INFORMATION SHOWN:

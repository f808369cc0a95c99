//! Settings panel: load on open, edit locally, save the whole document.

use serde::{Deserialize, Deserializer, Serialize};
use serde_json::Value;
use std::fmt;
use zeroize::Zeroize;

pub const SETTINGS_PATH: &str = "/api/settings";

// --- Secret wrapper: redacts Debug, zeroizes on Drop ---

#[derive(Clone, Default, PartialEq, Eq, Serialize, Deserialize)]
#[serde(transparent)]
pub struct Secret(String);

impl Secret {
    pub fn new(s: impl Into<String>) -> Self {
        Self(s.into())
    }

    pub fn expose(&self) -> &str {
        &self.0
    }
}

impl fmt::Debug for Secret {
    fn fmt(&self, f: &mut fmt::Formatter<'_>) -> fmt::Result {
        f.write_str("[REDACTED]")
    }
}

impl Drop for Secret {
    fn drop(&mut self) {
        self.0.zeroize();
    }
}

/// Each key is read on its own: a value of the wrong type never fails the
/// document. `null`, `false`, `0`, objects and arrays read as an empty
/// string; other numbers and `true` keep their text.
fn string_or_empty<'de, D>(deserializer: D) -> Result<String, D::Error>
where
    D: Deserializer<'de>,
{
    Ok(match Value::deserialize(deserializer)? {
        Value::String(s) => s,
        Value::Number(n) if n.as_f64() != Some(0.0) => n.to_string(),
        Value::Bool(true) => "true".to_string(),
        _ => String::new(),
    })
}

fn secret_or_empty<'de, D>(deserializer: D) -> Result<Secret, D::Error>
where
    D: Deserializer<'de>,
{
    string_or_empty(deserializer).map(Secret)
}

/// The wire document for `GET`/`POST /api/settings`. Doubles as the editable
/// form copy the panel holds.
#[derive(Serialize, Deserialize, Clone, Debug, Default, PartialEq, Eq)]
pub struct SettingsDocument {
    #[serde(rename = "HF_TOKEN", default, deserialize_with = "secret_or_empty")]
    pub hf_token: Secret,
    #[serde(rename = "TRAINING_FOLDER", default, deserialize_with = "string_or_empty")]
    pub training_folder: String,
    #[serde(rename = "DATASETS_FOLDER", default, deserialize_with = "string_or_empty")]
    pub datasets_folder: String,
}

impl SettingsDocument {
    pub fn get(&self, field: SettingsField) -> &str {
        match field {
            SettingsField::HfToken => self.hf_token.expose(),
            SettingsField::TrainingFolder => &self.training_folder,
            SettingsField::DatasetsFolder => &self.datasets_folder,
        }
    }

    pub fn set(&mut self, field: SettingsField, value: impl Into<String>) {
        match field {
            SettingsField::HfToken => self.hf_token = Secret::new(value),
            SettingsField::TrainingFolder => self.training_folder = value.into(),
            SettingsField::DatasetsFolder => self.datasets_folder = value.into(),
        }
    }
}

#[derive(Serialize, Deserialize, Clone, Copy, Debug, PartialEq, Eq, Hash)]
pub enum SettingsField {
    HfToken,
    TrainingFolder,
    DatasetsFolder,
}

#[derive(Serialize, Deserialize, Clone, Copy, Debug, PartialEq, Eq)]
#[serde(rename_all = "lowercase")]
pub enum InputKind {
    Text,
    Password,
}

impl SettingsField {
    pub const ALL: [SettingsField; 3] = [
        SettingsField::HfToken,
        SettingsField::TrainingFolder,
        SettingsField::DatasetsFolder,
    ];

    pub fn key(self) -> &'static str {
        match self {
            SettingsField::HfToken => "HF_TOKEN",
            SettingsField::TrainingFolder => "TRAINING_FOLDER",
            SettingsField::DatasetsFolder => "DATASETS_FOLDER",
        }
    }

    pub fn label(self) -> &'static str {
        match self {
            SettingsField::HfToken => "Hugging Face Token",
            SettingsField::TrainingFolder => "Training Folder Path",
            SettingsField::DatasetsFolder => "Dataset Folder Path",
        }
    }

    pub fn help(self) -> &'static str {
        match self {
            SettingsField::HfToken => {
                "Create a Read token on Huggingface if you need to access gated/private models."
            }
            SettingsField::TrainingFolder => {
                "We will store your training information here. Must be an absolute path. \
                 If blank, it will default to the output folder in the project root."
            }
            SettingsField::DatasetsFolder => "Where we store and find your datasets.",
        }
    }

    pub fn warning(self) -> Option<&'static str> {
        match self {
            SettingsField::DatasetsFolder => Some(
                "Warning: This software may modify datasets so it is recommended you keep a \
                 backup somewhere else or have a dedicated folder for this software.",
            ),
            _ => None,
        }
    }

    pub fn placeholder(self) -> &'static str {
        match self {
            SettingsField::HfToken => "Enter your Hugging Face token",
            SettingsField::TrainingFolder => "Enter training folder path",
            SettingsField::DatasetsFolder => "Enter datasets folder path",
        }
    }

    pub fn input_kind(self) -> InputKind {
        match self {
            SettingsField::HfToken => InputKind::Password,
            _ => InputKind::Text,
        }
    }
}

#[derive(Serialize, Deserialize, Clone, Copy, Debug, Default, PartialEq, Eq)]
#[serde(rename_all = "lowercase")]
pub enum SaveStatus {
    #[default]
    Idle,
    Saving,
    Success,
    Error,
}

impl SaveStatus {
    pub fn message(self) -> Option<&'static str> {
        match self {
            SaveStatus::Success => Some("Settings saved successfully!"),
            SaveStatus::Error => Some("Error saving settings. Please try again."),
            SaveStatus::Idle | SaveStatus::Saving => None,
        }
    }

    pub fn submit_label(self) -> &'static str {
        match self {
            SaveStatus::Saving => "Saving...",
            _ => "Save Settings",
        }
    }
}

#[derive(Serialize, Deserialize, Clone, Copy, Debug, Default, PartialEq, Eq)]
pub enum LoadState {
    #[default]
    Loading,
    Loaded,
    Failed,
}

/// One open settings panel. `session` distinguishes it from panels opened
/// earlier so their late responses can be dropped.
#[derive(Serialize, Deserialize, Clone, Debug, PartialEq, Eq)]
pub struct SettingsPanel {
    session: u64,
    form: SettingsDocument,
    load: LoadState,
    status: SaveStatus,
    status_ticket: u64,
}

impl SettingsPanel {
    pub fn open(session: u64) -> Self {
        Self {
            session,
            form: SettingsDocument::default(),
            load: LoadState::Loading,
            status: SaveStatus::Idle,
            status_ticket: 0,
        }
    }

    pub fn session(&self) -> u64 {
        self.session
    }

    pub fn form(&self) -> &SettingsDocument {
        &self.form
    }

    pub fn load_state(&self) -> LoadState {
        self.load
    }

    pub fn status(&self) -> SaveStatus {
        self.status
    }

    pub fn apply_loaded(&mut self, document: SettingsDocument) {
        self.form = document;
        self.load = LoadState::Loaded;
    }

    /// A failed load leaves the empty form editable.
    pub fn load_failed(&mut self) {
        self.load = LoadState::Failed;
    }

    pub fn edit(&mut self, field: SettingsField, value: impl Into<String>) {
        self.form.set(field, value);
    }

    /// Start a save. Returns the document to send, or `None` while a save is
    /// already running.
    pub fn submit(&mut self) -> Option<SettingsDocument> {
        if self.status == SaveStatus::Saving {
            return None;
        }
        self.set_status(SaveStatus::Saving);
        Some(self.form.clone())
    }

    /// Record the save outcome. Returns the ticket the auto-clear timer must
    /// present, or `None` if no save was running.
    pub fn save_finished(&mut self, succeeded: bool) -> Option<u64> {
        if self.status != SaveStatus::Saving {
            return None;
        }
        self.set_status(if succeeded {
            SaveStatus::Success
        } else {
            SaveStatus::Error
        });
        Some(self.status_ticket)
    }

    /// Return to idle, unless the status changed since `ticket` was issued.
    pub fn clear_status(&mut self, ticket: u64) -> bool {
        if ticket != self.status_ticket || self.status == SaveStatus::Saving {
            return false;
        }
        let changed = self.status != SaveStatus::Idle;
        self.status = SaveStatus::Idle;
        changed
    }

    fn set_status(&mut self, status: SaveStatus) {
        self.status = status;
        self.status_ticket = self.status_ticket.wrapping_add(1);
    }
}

---

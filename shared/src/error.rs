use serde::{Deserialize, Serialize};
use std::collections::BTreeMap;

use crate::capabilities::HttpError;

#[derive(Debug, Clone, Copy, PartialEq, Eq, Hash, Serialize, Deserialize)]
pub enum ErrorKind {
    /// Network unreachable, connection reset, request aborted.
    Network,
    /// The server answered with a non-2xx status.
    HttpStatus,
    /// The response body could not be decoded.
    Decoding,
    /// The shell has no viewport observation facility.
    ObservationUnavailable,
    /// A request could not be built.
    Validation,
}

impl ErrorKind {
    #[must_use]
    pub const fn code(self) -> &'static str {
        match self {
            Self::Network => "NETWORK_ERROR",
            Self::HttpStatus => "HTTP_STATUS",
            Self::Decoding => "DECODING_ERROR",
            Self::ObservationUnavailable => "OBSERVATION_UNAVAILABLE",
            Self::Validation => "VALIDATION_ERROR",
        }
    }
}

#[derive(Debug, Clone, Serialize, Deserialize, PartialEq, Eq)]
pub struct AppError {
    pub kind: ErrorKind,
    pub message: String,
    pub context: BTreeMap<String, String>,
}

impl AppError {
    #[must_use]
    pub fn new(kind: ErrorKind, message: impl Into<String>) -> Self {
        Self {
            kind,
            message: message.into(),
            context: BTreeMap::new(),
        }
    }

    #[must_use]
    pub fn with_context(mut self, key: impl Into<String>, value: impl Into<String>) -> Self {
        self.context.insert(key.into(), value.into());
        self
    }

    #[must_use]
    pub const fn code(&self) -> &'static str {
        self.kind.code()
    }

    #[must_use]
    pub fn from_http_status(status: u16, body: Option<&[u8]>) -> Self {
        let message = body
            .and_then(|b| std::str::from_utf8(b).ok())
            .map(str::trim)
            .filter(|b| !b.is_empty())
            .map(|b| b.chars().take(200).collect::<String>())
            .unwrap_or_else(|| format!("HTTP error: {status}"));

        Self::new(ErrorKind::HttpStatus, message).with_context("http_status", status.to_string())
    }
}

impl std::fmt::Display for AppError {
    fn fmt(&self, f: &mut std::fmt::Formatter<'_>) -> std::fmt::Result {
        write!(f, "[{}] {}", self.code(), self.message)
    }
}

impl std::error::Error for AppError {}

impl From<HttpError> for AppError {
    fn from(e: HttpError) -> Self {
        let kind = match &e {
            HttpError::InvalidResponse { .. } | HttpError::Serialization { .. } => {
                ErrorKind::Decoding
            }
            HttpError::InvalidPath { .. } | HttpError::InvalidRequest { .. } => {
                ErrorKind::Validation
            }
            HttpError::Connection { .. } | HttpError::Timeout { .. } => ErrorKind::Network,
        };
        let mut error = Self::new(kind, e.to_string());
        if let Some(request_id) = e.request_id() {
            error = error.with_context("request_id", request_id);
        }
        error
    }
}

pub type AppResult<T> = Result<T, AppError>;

---

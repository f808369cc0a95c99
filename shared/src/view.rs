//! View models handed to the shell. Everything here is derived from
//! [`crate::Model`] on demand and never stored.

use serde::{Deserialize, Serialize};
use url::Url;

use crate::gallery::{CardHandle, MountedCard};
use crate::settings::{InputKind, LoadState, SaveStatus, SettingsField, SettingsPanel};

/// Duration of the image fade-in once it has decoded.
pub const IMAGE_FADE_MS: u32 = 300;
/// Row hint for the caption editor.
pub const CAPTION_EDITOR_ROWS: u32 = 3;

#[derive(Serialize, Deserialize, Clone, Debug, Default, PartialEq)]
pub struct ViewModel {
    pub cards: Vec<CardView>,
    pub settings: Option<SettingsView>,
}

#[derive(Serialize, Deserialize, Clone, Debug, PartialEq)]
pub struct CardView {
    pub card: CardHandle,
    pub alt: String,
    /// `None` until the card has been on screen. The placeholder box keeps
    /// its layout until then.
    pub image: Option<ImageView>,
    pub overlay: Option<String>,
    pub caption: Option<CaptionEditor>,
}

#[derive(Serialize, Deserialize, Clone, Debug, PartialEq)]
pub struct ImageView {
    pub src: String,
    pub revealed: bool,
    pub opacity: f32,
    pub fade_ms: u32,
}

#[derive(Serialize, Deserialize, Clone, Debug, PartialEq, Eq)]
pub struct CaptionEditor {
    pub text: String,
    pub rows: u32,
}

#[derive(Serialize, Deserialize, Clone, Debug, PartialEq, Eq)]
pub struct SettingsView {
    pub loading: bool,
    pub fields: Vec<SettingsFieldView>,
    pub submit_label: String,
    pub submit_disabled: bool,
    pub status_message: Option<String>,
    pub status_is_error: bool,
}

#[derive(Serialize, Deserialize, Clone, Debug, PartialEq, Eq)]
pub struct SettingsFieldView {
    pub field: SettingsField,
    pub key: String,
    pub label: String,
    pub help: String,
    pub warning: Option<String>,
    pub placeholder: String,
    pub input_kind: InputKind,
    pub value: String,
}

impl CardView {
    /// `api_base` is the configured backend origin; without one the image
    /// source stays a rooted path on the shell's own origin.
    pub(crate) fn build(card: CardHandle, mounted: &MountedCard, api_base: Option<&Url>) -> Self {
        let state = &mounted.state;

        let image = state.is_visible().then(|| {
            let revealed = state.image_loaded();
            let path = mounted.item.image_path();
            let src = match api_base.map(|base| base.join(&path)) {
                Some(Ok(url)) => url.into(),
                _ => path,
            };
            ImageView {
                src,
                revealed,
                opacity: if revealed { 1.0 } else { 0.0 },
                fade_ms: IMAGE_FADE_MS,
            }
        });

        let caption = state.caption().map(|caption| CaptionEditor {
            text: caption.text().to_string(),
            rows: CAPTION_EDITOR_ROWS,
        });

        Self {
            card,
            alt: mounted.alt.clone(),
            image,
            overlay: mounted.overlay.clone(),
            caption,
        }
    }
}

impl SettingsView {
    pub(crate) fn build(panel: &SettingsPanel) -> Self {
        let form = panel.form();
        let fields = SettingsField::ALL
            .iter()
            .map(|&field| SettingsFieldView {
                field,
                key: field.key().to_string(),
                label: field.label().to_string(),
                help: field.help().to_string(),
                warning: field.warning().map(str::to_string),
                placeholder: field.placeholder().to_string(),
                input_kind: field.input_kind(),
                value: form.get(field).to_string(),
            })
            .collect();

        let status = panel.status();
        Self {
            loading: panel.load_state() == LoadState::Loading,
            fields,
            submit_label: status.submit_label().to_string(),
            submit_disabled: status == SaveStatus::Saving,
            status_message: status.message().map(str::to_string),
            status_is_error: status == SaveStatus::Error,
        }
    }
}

WHAT TO WORK ON: In the listing above, find the line containing "reset, request aborted." and the line containing "fn from(e: HttpError)". Output them and every line between, exactly, and nothing else.

WRITTEN SOLUTION:
    /// Network unreachable, connection reset, request aborted.
    Network,
    /// The server answered with a non-2xx status.
    HttpStatus,
    /// The response body could not be decoded.
    Decoding,
    /// The shell has no viewport observation facility.
    ObservationUnavailable,
    /// A request could not be built.
    Validation,
}

impl ErrorKind {
    #[must_use]
    pub const fn code(self) -> &'static str {
        match self {
            Self::Network => "NETWORK_ERROR",
            Self::HttpStatus => "HTTP_STATUS",
            Self::Decoding => "DECODING_ERROR",
            Self::ObservationUnavailable => "OBSERVATION_UNAVAILABLE",
            Self::Validation => "VALIDATION_ERROR",
        }
    }
}

#[derive(Debug, Clone, Serialize, Deserialize, PartialEq, Eq)]
pub struct AppError {
    pub kind: ErrorKind,
    pub message: String,
    pub context: BTreeMap<String, String>,
}

impl AppError {
    #[must_use]
    pub fn new(kind: ErrorKind, message: impl Into<String>) -> Self {
        Self {
            kind,
            message: message.into(),
            context: BTreeMap::new(),
        }
    }

    #[must_use]
    pub fn with_context(mut self, key: impl Into<String>, value: impl Into<String>) -> Self {
        self.context.insert(key.into(), value.into());
        self
    }

    #[must_use]
    pub const fn code(&self) -> &'static str {
        self.kind.code()
    }

    #[must_use]
    pub fn from_http_status(status: u16, body: Option<&[u8]>) -> Self {
        let message = body
            .and_then(|b| std::str::from_utf8(b).ok())
            .map(str::trim)
            .filter(|b| !b.is_empty())
            .map(|b| b.chars().take(200).collect::<String>())
            .unwrap_or_else(|| format!("HTTP error: {status}"));

        Self::new(ErrorKind::HttpStatus, message).with_context("http_status", status.to_string())
    }
}

impl std::fmt::Display for AppError {
    fn fmt(&self, f: &mut std::fmt::Formatter<'_>) -> std::fmt::Result {
        write!(f, "[{}] {}", self.code(), self.message)
    }
}

impl std::error::Error for AppError {}

impl From<HttpError> for AppError {
    fn from(e: HttpError) -> Self {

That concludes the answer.